Defined as the standard deviation of the difference between model and observations, normalised by the mean of the observations. Smaller values of SI indicate better agreement between the model and observations. Note that low ice concentrations during the summer months can result in highly variable SI values.
scatter_index=100.0*((numpy.average(diff**2,weights=cell_areas)**0.5-bias**2)/ numpy.average(obs,weights=cell_areas) cell_areas = the grid cell surface areas, used as weights in the average diff = model-obs bias = numpy.average(diff,weights=cell_areas)
The Sea Ice Area and Sea Ice Extent are computed for both Global RTOFS and OSTIA Sea Ice analysis on their respective native grids and saved. The Time Series plot tracks the metric over time from the selected date and back 6 months.
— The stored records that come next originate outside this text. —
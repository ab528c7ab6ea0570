//! Common test utilities and fixtures for integration tests.
//!
//! This module provides shared test infrastructure including:
//! - TestContext with a temporary card directory
//! - A local stand-in for the remote spell catalog
//! - Helpers for loading decks through the API

#![allow(dead_code)]

pub mod fixtures;

use std::path::Path;
use std::time::Duration;

use axum::{
    extract::Path as UrlPath,
    http::StatusCode,
    routing::get,
    Json, Router,
};
use axum_test::TestServer;
use serde_json::Value;
use tempfile::TempDir;

use cardsheet_backend::config::Config;
use cardsheet_backend::{router, AppState};

/// Test context holding the application state and its card directory.
pub struct TestContext {
    pub state: AppState,
    pub card_dir: TempDir,
}

impl TestContext {
    /// Create a context whose catalog URL points nowhere.
    pub async fn new() -> Self {
        Self::with_catalog("http://127.0.0.1:9".to_string())
    }

    /// Create a context backed by a local fake catalog.
    pub async fn with_fake_catalog() -> Self {
        let url = spawn_fake_catalog().await;
        Self::with_catalog(url)
    }

    fn with_catalog(catalog_url: String) -> Self {
        let card_dir = tempfile::tempdir().expect("Failed to create card directory");
        let config = Config {
            card_dir: card_dir.path().to_path_buf(),
            catalog_url,
            apply_debounce: Duration::from_millis(100),
            ..Config::default()
        };
        let state = AppState::new(&config).expect("Failed to build app state");
        Self { state, card_dir }
    }

    /// Get the app router.
    pub fn router(&self) -> Router {
        router(self.state.clone())
    }

    pub fn server(&self) -> TestServer {
        TestServer::new(self.router()).expect("Failed to start test server")
    }

    /// Write a class card file into the card directory.
    pub fn write_cards(&self, file: &str, text: &str) {
        write_file(self.card_dir.path(), file, text);
    }
}

fn write_file(dir: &Path, file: &str, text: &str) {
    std::fs::write(dir.join(file), text).expect("Failed to write card file");
}

/// Load a deck through the free-text apply endpoint and return the response body.
pub async fn load_text(server: &TestServer, text: &str) -> Value {
    let response = server.put("/api/deck/text").text(text).await;
    response.assert_status_ok();
    response.json()
}

/// Ids of the visible cards, in display order.
pub async fn visible_ids(server: &TestServer) -> Vec<String> {
    let body: Value = server.get("/api/cards/visible").await.json();
    body["cards"]
        .as_array()
        .unwrap()
        .iter()
        .map(|c| c["id"].as_str().unwrap().to_string())
        .collect()
}

/// Visible card names, in display order.
pub async fn visible_names(server: &TestServer) -> Vec<String> {
    let body: Value = server.get("/api/cards/visible").await.json();
    body["cards"]
        .as_array()
        .unwrap()
        .iter()
        .map(|c| c["record"]["name"].as_str().unwrap().to_string())
        .collect()
}

async fn spell_listing() -> Json<Value> {
    Json(fixtures::spell_listing())
}

async fn spell_detail(UrlPath(index): UrlPath<String>) -> Result<Json<Value>, StatusCode> {
    fixtures::spell_detail(&index)
        .map(Json)
        .ok_or(StatusCode::NOT_FOUND)
}

/// Serve the fixture catalog on an ephemeral port and return its base URL.
async fn spawn_fake_catalog() -> String {
    let app = Router::new()
        .route("/api/2014/spells", get(spell_listing))
        .route("/api/2014/spells/{index}", get(spell_detail));

    let listener = tokio::net::TcpListener::bind("127.0.0.1:0")
        .await
        .expect("Failed to bind fake catalog");
    let addr = listener.local_addr().expect("Fake catalog has no address");
    tokio::spawn(async move {
        axum::serve(listener, app).await.ok();
    });

    format!("http://{}", addr)
}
The following definitions of Sea Ice Area and Sea Ice Extent are from the National Snow and Ice Data Center Frequently Asked Questions on Arctic Sea Ice
Area takes the percentages of sea ice within data cells and adds them up to report how much of the Arctic is covered by ice; area typically uses a threshold of 15%. So in the same example, with three 25 km x 25 km (16 miles x 16 miles) grid cells of 16% ice, 2% ice, and 90% ice, multiply the grid cell areas that are over the 15% threshold by the percent of sea ice in those grid cells, and add it up. You would have a total area of 662 square km (255.8 square miles).
Extent defines a region as “ice-covered” or “not ice-covered.” For each satellite data cell, the cell is said to either have ice or to have no ice, based on a threshold. The most common threshold is 15 percent, meaning that if the data cell has greater than 15 percent ice concentration, the cell is considered ice covered; less than that and it is said to be ice free. Example: Let’s say you have three 25 kilometer (km) x 25 km (16 miles x 16 miles) grid cells covered by 16% ice, 2% ice, and 90% ice. Two of the three cells would be considered “ice covered,” or 100% ice. Multiply the grid cell area by 100% sea ice and you would get a total extent of 1,250 square km (482 square miles).
The accumulated difference statistics are plotted in a time series from the selected date with a 6-month look back.